The result of preaching the true gospel is true conversion.

In verse 12, Paul writes,

“giving thanks to the Father, who has qualified you to share in the inheritance of the saints in light. He has delivered us from the domain of darkness and transferred us to the kingdom of his beloved Son, in whom we have redemption, the forgiveness of sins.

(Col 1:12–14)

The true gospel tells us that we are sinners who have rebelled against God. Because of our rebellion we deserve God’s wrath. But God in His grace and Mercy comes on a rescue mission for us, truly saving us.

Every time I read this verse I can’t help but think of a group of Naval Seals sneaking behind enemy lines to rescue a prisoner of war. That image comes to mind because that is what Jesus does. He comes. He breaks into the kingdom of darkness and draws us to Himself. In doing so, He literally transfers us out of one kingdom and into another.

In God’s rescue mission, Jesus is the actor. He is the One who comes. He is the One seeks. He is the One who draws us to Himself and out of the domain of darkness. In Jesus, we are redeemed from God’s wrath. We are forgiven. We are released from the bondage of sin and death. For the first time, we can actually follow Jesus. Not just follow Him out of self will or to gain the approval of others, but we follow Jesus because we desire Him.

Once Jesus draws us to Himself. Once He rescues us out of the kingdom of darkness and transfers us into His kingdom, our affections are changed and we actually want what He wants. Our desires change so that we no longer desire the things of the world but the things of God. We are no longer self-centered but God-centered.

The only way a church’s attendees and members will see true change is if the church centers on the true gospel, preaching it so that those who hear it experience true conversion, and then true change as they learn about and live out their newfound identity in Christ.

When the gospel is faithfully preached, taught, and lived, its your affections that restrict you

“You are not restricted by us, but you are restricted in your own affections.” (2 Cor 6:12)

When the gospel is faithfully proclaimed, taught, and lived it’s not the person proclaiming, teaching, and living that restricts others from following God’s Word. Instead, it is the person’s affections that restrict them from turning to the Lord.

Affections refer to what we love. They determine what we are drawn to and what captures our attention. When we refuse to turn to the Lord, our affections are captured by something or someone else.
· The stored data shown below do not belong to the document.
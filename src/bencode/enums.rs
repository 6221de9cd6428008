//! Bencode enumerations.

/// Errors raised while reading bencoded data.
pub mod bencode_error;

/// A decoded bencode value borrowing from the source buffer.
pub mod bencode_value;
//! BitTorrent info hash identifier.

/// A 20-byte BitTorrent info hash.
///
/// The SHA-1 digest of the exact bytes of the bencoded `info` dictionary,
/// including its `d` and `e` delimiters. It identifies a torrent across the
/// BitTorrent network.
///
/// # Example
///
/// ```rust
/// use rawbit::metainfo::structs::info_hash::InfoHash;
///
/// let hash = InfoHash([0u8; 20]);
/// assert_eq!(hash.to_string(), "0000000000000000000000000000000000000000");
/// ```
///
/// # Serialization
///
/// Serialized as a 40 character lowercase hexadecimal string.
#[derive(PartialEq, Eq, PartialOrd, Ord, Hash, Clone, Copy, Debug)]
pub struct InfoHash(pub [u8; 20]);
If we claim to be Christian, we must allow Jesus and Jesus alone to capture our attention. We shouldn’t be drawn to anyone or anything else but Him.

When the gospel is being faithfully proclaimed, taught, and lived, that which restricts someone from coming to Christ or following Him in obedience is their own affections. To what are your affections given? Are they given to the world? Are they given to something or someone more than to Jesus? God desires our heart, our affections, our love.